How do you evaluate the definite integral #int (t^2-2) # from #[-1,1]#?

3 Answers
Dec 6, 2016

#-10/3#

Explanation:

You would simply apply The Fundamental Theorem of Calculus, Part II. This (simplified) states #int_a^bf(x)dx = F(b) - F(a)# where #F(x) = int f(x)dx#. Since #int (t^2-2) dt = t^3/3-2t# you can apply the theorem.

#int_-1^1(t^2-2)dt = 1^3/3-2(1)-((-1)^3/3-2(-1)) = 1/3-2+1/3-2 =2/3-4 = -10/3#

Dec 6, 2016

I have assumed that you are using the Fundamental Theorem of Calculus.
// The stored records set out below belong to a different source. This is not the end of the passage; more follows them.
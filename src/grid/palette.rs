//! The fixed color palette.

use std::fmt;
use std::str::FromStr;

use rusqlite::types::{FromSql, FromSqlError, FromSqlResult, ToSql, ToSqlOutput, ValueRef};
use serde::{Deserialize, Serialize};
use thiserror::Error;

/// Pixel color. Discriminants are the codes stored in the database and sent
/// to clients.
#[derive(Debug, Clone, Copy, PartialEq, Eq, Hash, PartialOrd, Ord, Serialize, Deserialize)]
#[serde(rename_all = "lowercase")]
#[repr(u8)]
pub enum Color {
    Black = 1,
    White = 2,
    Red = 3,
    Green = 4,
    Blue = 5,
    Yellow = 6,
    Purple = 7,
    Orange = 8,
}

#[derive(Debug, Clone, PartialEq, Eq, Error)]
#[error("invalid color '{0}'")]
pub struct UnknownColor(pub String);

impl Color {
    pub const ALL: [Color; 8] = [
        Color::Black,
        Color::White,
        Color::Red,
        Color::Green,
        Color::Blue,
        Color::Yellow,
        Color::Purple,
        Color::Orange,
    ];

    pub fn code(self) -> u8 {
        self as u8
    }

    pub fn from_code(code: i64) -> Option<Color> {
        Color::ALL.into_iter().find(|c| i64::from(c.code()) == code)
    }

    pub fn name(self) -> &'static str {
        match self {
            Color::Black => "black",
            Color::White => "white",
            Color::Red => "red",
            Color::Green => "green",
            Color::Blue => "blue",
            Color::Yellow => "yellow",
            Color::Purple => "purple",
            Color::Orange => "orange",
        }
    }
}

impl fmt::Display for Color {
    fn fmt(&self, f: &mut fmt::Formatter<'_>) -> fmt::Result {
        f.write_str(self.name())
    }
}

impl FromStr for Color {
    type Err = UnknownColor;

    fn from_str(s: &str) -> Result<Self, Self::Err> {
        Color::ALL
            .into_iter()
            .find(|c| c.name() == s)
            .ok_or_else(|| UnknownColor(s.to_string()))
    }
}

impl ToSql for Color {
    fn to_sql(&self) -> rusqlite::Result<ToSqlOutput<'_>> {
        Ok(ToSqlOutput::from(i64::from(self.code())))
    }
}

impl FromSql for Color {
    fn column_result(value: ValueRef<'_>) -> FromSqlResult<Self> {
        let code = value.as_i64()?;
        Color::from_code(code).ok_or(FromSqlError::OutOfRange(code))
    }
}

#[cfg(test)]
mod tests {
    use super::*;

    #[test]
    fn test_names_and_codes() {
        assert_eq!("white".parse::<Color>().unwrap(), Color::White);
        assert_eq!(Color::White.code(), 2);
        assert_eq!(Color::from_code(8), Some(Color::Orange));
        assert_eq!(Color::from_code(0), None);
        assert_eq!(Color::from_code(9), None);
    }

    #[test]
    fn test_unknown_names_rejected() {
        assert!("White".parse::<Color>().is_err());
        assert!("magenta".parse::<Color>().is_err());
        assert_eq!(
            "".parse::<Color>().unwrap_err().to_string(),
            "invalid color ''"
        );
    }

    #[test]
    fn test_sql_round_trip_rejects_out_of_palette_codes() {
        let conn = rusqlite::Connection::open_in_memory().unwrap();
        let red: Color = conn
            .query_row("SELECT ?1", [Color::Red], |row| row.get(0))
            .unwrap();
        assert_eq!(red, Color::Red);

        let bad: rusqlite::Result<Color> = conn.query_row("SELECT 42", [], |row| row.get(0));
        assert!(bad.is_err());
    }
}
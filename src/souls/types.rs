//! Soul records and request-scoped identity.

use serde::Serialize;

/// A durable per-client identity.
#[derive(Debug, Clone, PartialEq, Eq, Serialize)]
pub struct Soul {
    /// Internal row id. Never sent to clients.
    #[serde(skip)]
    pub id: i64,
    /// Resolved client key. Never sent to clients.
    #[serde(skip)]
    pub address: String,
    /// Opaque client-facing token (UUIDv7), fixed at creation.
    pub seed: String,
    pub painted_pixels: i64,
}

/// Attached to the request extensions once a soul has been assigned.
#[derive(Debug, Clone, Copy, PartialEq, Eq)]
pub struct SoulContext {
    pub soul_id: i64,
}

/// Resolved client key, attached by the first pipeline stage that computes it.
#[derive(Debug, Clone, PartialEq, Eq)]
pub struct ClientKey(pub String);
If you are using the limit definition of definite integral,see another answer.

Explanation:

The integrand #f(t) = t^2-2# is an even function and we are integrating from #-a# to #a#.

Some instructors and some students appreciate the fact that for #f# an even function that is integrable on #[-a,a]#, we have

#int_-a^a f(x) dx = 2int_0^a f(x) dx#.

#int_-1^1 (t^2-2) dt = 2int_0^1(t^2-2) dt#

# = 2[t^3/3-2t]_0^1#

# = 2[1/3-2] = 2(-5/3) = -10/3#

Dec 6, 2016

If you are using a limit definition to do this, here is an answer.

Explanation:

Here is a limit definition of the definite integral. (I'd guess it's the one you are using.) I will use what I think is somewhat standard notation in US textbooks.
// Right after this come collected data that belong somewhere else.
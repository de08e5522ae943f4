//! Soul assignment middleware.

use std::net::SocketAddr;

use axum::{
    body::Body,
    extract::{ConnectInfo, State},
    http::Request,
    middleware::Next,
    response::Response,
};

use crate::net::{self, X_FORWARDED_FOR};
use crate::souls::{ClientKey, SoulContext};
use crate::storage::Database;

/// State required for soul assignment.
#[derive(Clone)]
pub struct SoulState {
    pub db: Database,
    pub trust_forwarded: bool,
}

/// Attach a [`SoulContext`] for the caller, creating the soul on first
/// contact.
///
/// Reuses the [`ClientKey`] left by the rate limiter when present. Storage
/// failures are logged and the request continues without a soul; handlers
/// that need one reject it themselves.
pub async fn soul_middleware(
    ConnectInfo(addr): ConnectInfo<SocketAddr>,
    State(state): State<SoulState>,
    mut req: Request<Body>,
    next: Next,
) -> Response {
    let key = match req.extensions().get::<ClientKey>() {
        Some(ClientKey(key)) => key.clone(),
        None => {
            let forwarded = req
                .headers()
                .get(X_FORWARDED_FOR)
                .and_then(|v| v.to_str().ok());
            net::resolve_socket(addr, forwarded, state.trust_forwarded)
        }
    };

    match state.db.assign_soul(&key).await {
        Ok(soul_id) => {
            req.extensions_mut().insert(SoulContext { soul_id });
        }
        Err(e) => {
            tracing::error!(client = %key, error = %e, "Soul assignment failed");
        }
    }

    next.run(req).await
}
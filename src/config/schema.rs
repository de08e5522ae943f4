//! Configuration schema definitions.
//!
//! This module defines the complete configuration structure for the server.
//! All types derive Serde traits for deserialization from config files.

use serde::{Deserialize, Serialize};

/// Root configuration for the grid server.
#[derive(Debug, Clone, Deserialize, Serialize, Default)]
#[serde(default)]
pub struct ServerConfig {
    /// Listener configuration (bind address, proxy trust, limits).
    pub listener: ListenerConfig,

    /// Durable storage settings.
    pub database: DatabaseConfig,

    /// Rate limiting configuration.
    pub rate_limit: RateLimitConfig,

    /// Grid and claim quota settings.
    pub grid: GridConfig,

    /// Cache-Control lifetimes for cacheable responses.
    pub caches: CacheConfig,

    /// Response compression.
    pub compression: CompressionConfig,

    /// Static asset serving.
    pub static_files: StaticFilesConfig,

    /// Observability settings.
    pub observability: ObservabilityConfig,
}

/// Listener configuration.
#[derive(Debug, Clone, Deserialize, Serialize)]
#[serde(default)]
pub struct ListenerConfig {
    /// Bind address (e.g., "0.0.0.0:8080").
    pub bind_address: String,

    /// Trust `X-Forwarded-For` when the peer is a loopback or private address.
    pub trust_forwarded: bool,

    /// Request timeout (total time for request/response) in seconds.
    pub request_timeout_secs: u64,

    /// Maximum request body size in bytes.
    pub max_body_bytes: usize,
}

impl Default for ListenerConfig {
    fn default() -> Self {
        Self {
            bind_address: "0.0.0.0:8080".to_string(),
            trust_forwarded: false,
            request_timeout_secs: 30,
            max_body_bytes: 1024 * 1024,
        }
    }
}

/// SQLite database configuration.
#[derive(Debug, Clone, Deserialize, Serialize)]
#[serde(default)]
pub struct DatabaseConfig {
    /// Path to the database file. Parent directories are created on open.
    pub path: String,
}

impl Default for DatabaseConfig {
    fn default() -> Self {
        Self {
            path: "data/soulgrid.db".to_string(),
        }
    }
}

/// Rate limiting configuration.
#[derive(Debug, Clone, Deserialize, Serialize)]
#[serde(default)]
pub struct RateLimitConfig {
    /// Enable rate limiting.
    pub enabled: bool,

    /// Maximum requests per client within one window.
    pub max_requests: u32,

    /// Window length in seconds.
    pub window_secs: u64,
}

impl Default for RateLimitConfig {
    fn default() -> Self {
        Self {
            enabled: true,
            max_requests: 120,
            window_secs: 60,
        }
    }
}

/// Grid configuration.
#[derive(Debug, Clone, Deserialize, Serialize)]
#[serde(default)]
pub struct GridConfig {
    /// Maximum number of pixels a single soul may paint.
    pub quota: u32,

    /// Advisory cool-down sent with quota rejections, in seconds.
    pub quota_cooldown_secs: u64,

    /// Upper bound on cells accepted by a single register call.
    pub max_register_cells: usize,
}

impl Default for GridConfig {
    fn default() -> Self {
        Self {
            quota: 10,
            quota_cooldown_secs: 168 * 60 * 60,
            max_register_cells: 65_536,
        }
    }
}

/// Cache lifetimes in seconds. Zero disables the header.
#[derive(Debug, Clone, Deserialize, Serialize)]
#[serde(default)]
pub struct CacheConfig {
    /// Static asset responses.
    pub static_files_secs: u64,

    /// `GET /api/souls/me` responses.
    pub souls_me_secs: u64,
}

impl Default for CacheConfig {
    fn default() -> Self {
        Self {
            static_files_secs: 60 * 60,
            souls_me_secs: 0,
        }
    }
}

#[derive(Debug, Clone, Deserialize, Serialize)]
#[serde(default)]
pub struct CompressionConfig {
    /// Negotiate br / zstd / gzip from `Accept-Encoding`.
    pub enabled: bool,
}

impl Default for CompressionConfig {
    fn default() -> Self {
        Self { enabled: true }
    }
}

#[derive(Debug, Clone, Deserialize, Serialize, Default)]
#[serde(default)]
pub struct StaticFilesConfig {
    /// Directory served for any path not matched by the API.
    pub dir: Option<String>,
}

/// Observability configuration.
#[derive(Debug, Clone, Deserialize, Serialize)]
#[serde(default)]
pub struct ObservabilityConfig {
    /// Log level (trace, debug, info, warn, error).
    pub log_level: String,

    /// Enable metrics endpoint.
    pub metrics_enabled: bool,

    /// Metrics endpoint bind address.
    pub metrics_address: String,
}

impl Default for ObservabilityConfig {
    fn default() -> Self {
        Self {
            log_level: "info".to_string(),
            metrics_enabled: false,
            metrics_address: "0.0.0.0:9090".to_string(),
        }
    }
}
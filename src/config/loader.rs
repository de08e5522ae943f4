//! Configuration loading from disk.

use std::fs;
use std::path::Path;
use thiserror::Error;

use crate::config::schema::ServerConfig;
use crate::config::validation::{validate_config, ValidationError};

/// Error type for configuration loading.
#[derive(Debug, Error)]
pub enum ConfigError {
    #[error("IO error: {0}")]
    Io(#[from] std::io::Error),

    #[error("Parse error: {0}")]
    Parse(#[from] toml::de::Error),

    #[error("Validation failed: {}", join_errors(.0))]
    Validation(Vec<ValidationError>),
}

fn join_errors(errors: &[ValidationError]) -> String {
    errors
        .iter()
        .map(ToString::to_string)
        .collect::<Vec<_>>()
        .join(", ")
}

/// Load and validate configuration from a TOML file.
pub fn load_config(path: &Path) -> Result<ServerConfig, ConfigError> {
    let content = fs::read_to_string(path)?;
    parse_config(&content)
}

/// Parse and validate configuration from a TOML string.
pub fn parse_config(content: &str) -> Result<ServerConfig, ConfigError> {
    let config: ServerConfig = toml::from_str(content)?;
    validate_config(&config).map_err(ConfigError::Validation)?;
    Ok(config)
}
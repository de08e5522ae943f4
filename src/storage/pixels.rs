//! Pixel table: one-shot bulk initialization and the paint transaction.

use std::sync::atomic::{AtomicBool, Ordering};
use std::sync::Arc;

use rusqlite::{params, Connection, TransactionBehavior};
use tracing::{debug, instrument};

use crate::grid::{Color, Pixel, PixelPosition};
use crate::storage::{ClaimError, Database, StoreError};

pub(crate) fn is_initialized(conn: &Connection) -> Result<bool, StoreError> {
    let exists = conn.query_row("SELECT EXISTS(SELECT 1 FROM pixels)", [], |row| row.get(0))?;
    Ok(exists)
}

pub(crate) fn initialize(
    conn: &mut Connection,
    cells: &[PixelPosition],
    owner: i64,
    color: Color,
) -> Result<usize, StoreError> {
    let tx = conn.transaction()?;
    {
        let mut stmt = tx.prepare_cached(
            "INSERT OR REPLACE INTO pixels (x, y, soul_id, color) VALUES (?1, ?2, ?3, ?4)",
        )?;
        for cell in cells {
            stmt.execute(params![cell.x, cell.y, owner, color])?;
        }
    }
    tx.commit()?;
    Ok(cells.len())
}

/// Charge one unit of `quota` to `soul_id` and hand it the cell at `(x, y)`.
///
/// The quota check is the `WHERE` clause of the counter update, so two
/// concurrent claims by the same soul cannot both pass it. Any early return
/// drops the transaction, which rolls back the counter update. Nothing is
/// committed once `cancelled` is set.
pub(crate) fn claim(
    conn: &mut Connection,
    soul_id: i64,
    position: PixelPosition,
    color: Color,
    quota: u32,
    cancelled: &AtomicBool,
) -> Result<(), ClaimError> {
    let tx = conn.transaction_with_behavior(TransactionBehavior::Immediate)?;

    let charged = tx.execute(
        "UPDATE souls SET painted_pixels = painted_pixels + 1 WHERE id = ?1 AND painted_pixels < ?2",
        params![soul_id, quota],
    )?;
    if charged == 0 {
        let exists: bool = tx.query_row(
            "SELECT EXISTS(SELECT 1 FROM souls WHERE id = ?1)",
            params![soul_id],
            |row| row.get(0),
        )?;
        return Err(if exists {
            ClaimError::QuotaExceeded { quota }
        } else {
            StoreError::SoulNotFound(soul_id).into()
        });
    }

    let painted = tx.execute(
        "UPDATE pixels SET soul_id = ?1, color = ?2 WHERE x = ?3 AND y = ?4",
        params![soul_id, color, position.x, position.y],
    )?;
    if painted == 0 {
        return Err(if is_initialized(&tx)? {
            ClaimError::UnknownCell {
                x: position.x,
                y: position.y,
            }
        } else {
            ClaimError::NotInitialized
        });
    }

    if cancelled.load(Ordering::Acquire) {
        return Err(StoreError::Cancelled.into());
    }
    tx.commit()?;
    Ok(())
}

/// Sets the flag when dropped, including when the owning future is dropped
/// mid-await.
struct CancelOnDrop(Arc<AtomicBool>);

impl Drop for CancelOnDrop {
    fn drop(&mut self) {
        self.0.store(true, Ordering::Release);
    }
}

pub(crate) fn list_pixels(conn: &Connection) -> Result<Vec<Pixel>, StoreError> {
    let mut stmt = conn.prepare_cached("SELECT x, y, color, soul_id FROM pixels ORDER BY y, x")?;
    let rows = stmt.query_map([], |row| {
        Ok(Pixel {
            x: row.get(0)?,
            y: row.get(1)?,
            color: row.get(2)?,
            soul_id: row.get(3)?,
        })
    })?;
    let mut pixels = Vec::new();
    for row in rows {
        pixels.push(row?);
    }
    Ok(pixels)
}

impl Database {
    /// Cheap probe for whether any pixel has been registered.
    pub async fn is_initialized(&self) -> Result<bool, StoreError> {
        self.call(|conn| is_initialized(conn)).await
    }

    /// Insert every cell owned by `owner` in `color`, replacing duplicates.
    ///
    /// Does not guard against concurrent initialization; callers must check
    /// [`Database::is_initialized`] under their own lock.
    #[instrument(skip(self, cells), fields(cells = cells.len()))]
    pub async fn initialize_grid(
        &self,
        cells: Vec<PixelPosition>,
        owner: i64,
        color: Color,
    ) -> Result<usize, StoreError> {
        let inserted = self
            .call(move |conn| initialize(conn, &cells, owner, color))
            .await?;
        debug!(inserted, "Pixel field initialized");
        Ok(inserted)
    }

    /// Atomically charge quota and transfer ownership of one cell.
    ///
    /// Dropping the returned future before the blocking work commits rolls
    /// the claim back.
    pub async fn claim_pixel(
        &self,
        soul_id: i64,
        position: PixelPosition,
        color: Color,
        quota: u32,
    ) -> Result<(), ClaimError> {
        let cancelled = Arc::new(AtomicBool::new(false));
        let _guard = CancelOnDrop(Arc::clone(&cancelled));
        self.call(move |conn| claim(conn, soul_id, position, color, quota, &cancelled))
            .await
    }

    /// Every cell, row-major.
    pub async fn pixels(&self) -> Result<Vec<Pixel>, StoreError> {
        self.call(|conn| list_pixels(conn)).await
    }
}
.#int_a^b f(x) dx = lim_(nrarroo) sum_(i=1)^n f(x_i)Deltax#.

Where, for each positive integer #n#, we let #Deltax = (b-a)/n#

And for #i=1,2,3, . . . ,n#, we let #x_i = a+iDeltax#. (These #x_i# are the right endpoints of the subintervals.)

I prefer to do this type of problem one small step at a time.

In this question, the variable name is #t#. We'll use that.

#int_-1^1 (t^2-2) dt#.

Find #Delta t#

For each #n#, we get

#Deltat = (b-a)/n = (1-(-1))/n = 2/n#

Find #t_i#

And #t_i = a+iDeltat = -1+i2/n = -1+(2i)/n#

Find #f(t_i)#

#f(t_i) = (t_i)^2+2 = (-1+(2i)/n)^2 - 2#

# = (1-(4i)/n +(4i^2)/n^2) - 2#

# = -1 - (4i)/n+(4i^2)/n^2#

Find and simplify #sum_(i=1)^n f(t_i)Deltat # in order to evaluate the sums.

#sum_(i=1)^n f(t_i)Deltat = sum_(i=1)^n ( -1 - (4i)/n+(4i^2)/n^2) 2/n#

# = sum_(i=1)^n( (-2)/n - (8i)/n^2+(8i^2)/n^3)#

# =sum_(i=1)^n ((-2)/n) - sum_(i=1)^n ((8i)/n^2) + sum_(i=1)^n ((8i^2)/n^3) #

# =(-2)/n sum_(i=1)^n (1) - 8/n^2 sum_(i=1)^n(i)+8/n^3 sum_(i=1)^n(i^2)#

Evaluate the sums

# = (-2)/n (n) -8/n^2((n(n+1))/2) +8/n^3 ((n(n+1)(2n+1))/6)#

(We used summation formulas for the sums in the previous step.)

Rewrite before finding the limit

#sum_(i=1)^n f(t_i)Deltax = (-2)/n (n) -8/n^2((n(n+1))/2) +8/n^3 ((n(n+1)(2n+1))/6)#

# = -2 -4((n(n+1))/n^2) +4/3 ((n(n+1)(2n+1))/n^3)#

Now we need to evaluate the limit as #nrarroo#.

#lim_(nrarroo) ((n(n+1))/n^2) = lim_(nrarroo) (n/n*(n+1)/n) = 1#

#lim_(nrarroo) ((n(n+1)(2n+1))/n^3) = lim_(nrarroo)(n/n * (n+1)/n * (2n+1)/n) = 2#

To finish the calculation, we have

#int_0^1 (t^2 -2) dt = lim_(nrarroo) (-2 -4((n(n+1))/n^2) +4/3 ((n(n+1)(2n+1))/n^3))#

# = -2-4(1)+4/3(2)#

# = -6+8/3 = (-18+6)/3 = -10/3#.